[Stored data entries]
▼

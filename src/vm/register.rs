//! Register - The TVM register file
//!
//! ```text
//! R0..R15   general purpose (R0 doubles as the syscall number register)
//! PC        program counter (instruction index)
//! SP        stack pointer (byte address, grows downward)
//! FLAGS     condition codes as trits
//! ```
//!
//! Every register is a 27-trit word. FLAGS layout:
//!
//! ```text
//! FLAGS[0] sign      sign of the last result
//! FLAGS[1] zero      +1 when the last result was zero
//! FLAGS[2] overflow  +1 positive / -1 negative wrap
//! FLAGS[3] carry     carry out of trit 0 of the last arithmetic result
//! ```

use crate::error::{Result, TernaryError};
use crate::trit::Trit;
use crate::trit_array::TritArray;
use std::fmt;

#[cfg(feature = "serde")]
use serde::{Deserialize, Serialize};

/// Trits per register word
pub const WORD_TRITS: usize = 27;

/// Number of general-purpose registers
pub const REGISTER_COUNT: usize = 16;

/// A register-width trit array
pub type Word = TritArray;

/// Numeric value of a register-width word.
///
/// 27 trits always fit in i64, so the conversion cannot fail for words
/// produced by the register file.
pub fn word_value(word: &Word) -> i64 {
    word.to_i128().map(|v| v as i64).unwrap_or_default()
}

/// Wrap `value` into a register-width word, returning the overflow direction
pub fn word_from(value: i128) -> (Word, Trit) {
    TritArray::wrapping(value, WORD_TRITS)
}

/// A general-purpose register reference (R0-R15).
///
/// Only [`Reg::new`], [`Reg::parse`] and the named constants build one, so
/// every `Reg` indexes the register file.
#[derive(Debug, Clone, Copy, PartialEq, Eq, Hash, PartialOrd, Ord)]
#[cfg_attr(feature = "serde", derive(Serialize, Deserialize))]
#[cfg_attr(feature = "serde", serde(try_from = "u8", into = "u8"))]
pub struct Reg(u8);

impl Reg {
    pub const R0: Self = Self(0);
    pub const R1: Self = Self(1);
    pub const R2: Self = Self(2);
    pub const R3: Self = Self(3);
    pub const R4: Self = Self(4);
    pub const R5: Self = Self(5);
    pub const R6: Self = Self(6);
    pub const R7: Self = Self(7);
    pub const R8: Self = Self(8);
    pub const R9: Self = Self(9);
    pub const R10: Self = Self(10);
    pub const R11: Self = Self(11);
    pub const R12: Self = Self(12);
    pub const R13: Self = Self(13);
    pub const R14: Self = Self(14);
    pub const R15: Self = Self(15);

    /// Create a register, rejecting indices above 15
    pub fn new(index: u8) -> Result<Self> {
        if index as usize >= REGISTER_COUNT {
            return Err(TernaryError::BadRegister(index));
        }
        Ok(Self(index))
    }

    pub const fn index(&self) -> usize {
        self.0 as usize
    }

    /// Encoded register byte
    pub const fn byte(&self) -> u8 {
        self.0
    }

    /// Parse `R0`..`R15` (case-insensitive)
    pub fn parse(s: &str) -> Option<Self> {
        let s = s.trim();
        let digits = s.strip_prefix('R').or_else(|| s.strip_prefix('r'))?;
        let index: u8 = digits.parse().ok()?;
        Self::new(index).ok()
    }
}

impl TryFrom<u8> for Reg {
    type Error = TernaryError;

    fn try_from(index: u8) -> Result<Self> {
        Self::new(index)
    }
}

impl From<Reg> for u8 {
    fn from(reg: Reg) -> u8 {
        reg.0
    }
}

impl fmt::Display for Reg {
    fn fmt(&self, f: &mut fmt::Formatter<'_>) -> fmt::Result {
        write!(f, "R{}", self.0)
    }
}

/// Condition-code positions in FLAGS
#[derive(Debug, Clone, Copy, PartialEq, Eq, Hash)]
#[repr(u8)]
pub enum Flag {
    Sign = 0,
    Zero = 1,
    Overflow = 2,
    Carry = 3,
}

/// Full register state
#[derive(Debug, Clone, PartialEq, Eq)]
#[cfg_attr(feature = "serde", derive(Serialize, Deserialize))]
pub struct RegisterFile {
    gpr: Vec<Word>,
    pc: Word,
    sp: Word,
    flags: Word,
}

impl RegisterFile {
    pub fn new() -> Self {
        Self {
            gpr: vec![TritArray::zeros(WORD_TRITS); REGISTER_COUNT],
            pc: TritArray::zeros(WORD_TRITS),
            sp: TritArray::zeros(WORD_TRITS),
            flags: TritArray::zeros(WORD_TRITS),
        }
    }

    /// Zero every register
    pub fn clear(&mut self) {
        *self = Self::new();
    }

    pub fn get(&self, reg: Reg) -> &Word {
        &self.gpr[reg.index()]
    }

    /// Store a word; it must already be register width
    pub fn set(&mut self, reg: Reg, word: Word) {
        debug_assert_eq!(word.len(), WORD_TRITS);
        self.gpr[reg.index()] = word;
    }

    pub fn read(&self, reg: Reg) -> i64 {
        word_value(self.get(reg))
    }

    /// Write an integer, wrapping into word range; returns the overflow trit
    pub fn write(&mut self, reg: Reg, value: i64) -> Trit {
        let (word, overflow) = word_from(value as i128);
        self.set(reg, word);
        overflow
    }

    pub fn pc(&self) -> usize {
        word_value(&self.pc).max(0) as usize
    }

    pub fn pc_word(&self) -> &Word {
        &self.pc
    }

    pub fn set_pc(&mut self, pc: usize) {
        self.pc = word_from(pc as i128).0;
    }

    pub fn sp(&self) -> i64 {
        word_value(&self.sp)
    }

    pub fn sp_word(&self) -> &Word {
        &self.sp
    }

    pub fn set_sp(&mut self, sp: i64) {
        self.sp = word_from(sp as i128).0;
    }

    pub fn flags(&self) -> &Word {
        &self.flags
    }

    pub fn flag(&self, flag: Flag) -> Trit {
        self.flags.trit(flag as usize)
    }

    pub fn set_flag(&mut self, flag: Flag, value: Trit) {
        self.flags.set(flag as usize, value);
    }

    /// Update sign and zero from a result word
    pub fn set_result_flags(&mut self, result: &Word) {
        self.set_flag(Flag::Sign, result.sign());
        self.set_flag(
            Flag::Zero,
            if result.is_zero() { Trit::Pos } else { Trit::Zero },
        );
    }

    /// Update sign, zero, overflow and carry after arithmetic
    pub fn set_arith_flags(&mut self, result: &Word, overflow: Trit, carry: Trit) {
        self.set_result_flags(result);
        self.set_flag(Flag::Overflow, overflow);
        self.set_flag(Flag::Carry, carry);
    }
}

impl Default for RegisterFile {
    fn default() -> Self {
        Self::new()
    }
}

#[cfg(test)]
mod tests {
    use super::*;

    #[test]
    fn test_register_parse() {
        assert_eq!(Reg::parse("R0"), Some(Reg::R0));
        assert_eq!(Reg::parse("r15"), Some(Reg::R15));
        assert_eq!(Reg::parse("R16"), None);
        assert_eq!(Reg::parse("X1"), None);
        assert!(matches!(Reg::new(16), Err(TernaryError::BadRegister(16))));
        assert_eq!(Reg::R13.to_string(), "R13");
    }

    #[test]
    fn test_register_bounds() {
        for index in 0..REGISTER_COUNT as u8 {
            let reg = Reg::new(index).unwrap();
            assert_eq!(reg.byte(), index);
            assert_eq!(Reg::try_from(index).unwrap(), reg);
        }
        assert!(matches!(Reg::new(20), Err(TernaryError::BadRegister(20))));
        assert!(Reg::try_from(255).is_err());

        // Every constructible register indexes the file
        let mut regs = RegisterFile::new();
        regs.write(Reg::R14, 9);
        assert_eq!(regs.read(Reg::R14), 9);
        assert_eq!(u8::from(Reg::R15), 15);
    }

    #[test]
    fn test_read_write() {
        let mut regs = RegisterFile::new();
        assert_eq!(regs.write(Reg::R3, -42), Trit::Zero);
        assert_eq!(regs.read(Reg::R3), -42);
        assert_eq!(regs.get(Reg::R3).len(), WORD_TRITS);

        let max = crate::trit_array::max_magnitude(WORD_TRITS).unwrap() as i64;
        assert_eq!(regs.write(Reg::R4, max + 1), Trit::Pos);
        assert_eq!(regs.read(Reg::R4), -max);
    }

    #[test]
    fn test_special_registers() {
        let mut regs = RegisterFile::new();
        regs.set_pc(17);
        regs.set_sp(65536);
        assert_eq!(regs.pc(), 17);
        assert_eq!(regs.sp(), 65536);
    }

    #[test]
    fn test_flags() {
        let mut regs = RegisterFile::new();
        regs.set_result_flags(&TritArray::zeros(WORD_TRITS));
        assert_eq!(regs.flag(Flag::Zero), Trit::Pos);
        assert_eq!(regs.flag(Flag::Sign), Trit::Zero);

        let (neg, _) = word_from(-5);
        regs.set_arith_flags(&neg, Trit::Neg, Trit::Pos);
        assert_eq!(regs.flag(Flag::Zero), Trit::Zero);
        assert_eq!(regs.flag(Flag::Sign), Trit::Neg);
        assert_eq!(regs.flag(Flag::Overflow), Trit::Neg);
        assert_eq!(regs.flag(Flag::Carry), Trit::Pos);
    }
}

▲

YOUR GOAL :: Please copy out each line of the data in which the word "indexes" occurs.

ANSWER TO THIS EXERCISE ::
/// every `Reg` indexes the register file.
        // Every constructible register indexes the file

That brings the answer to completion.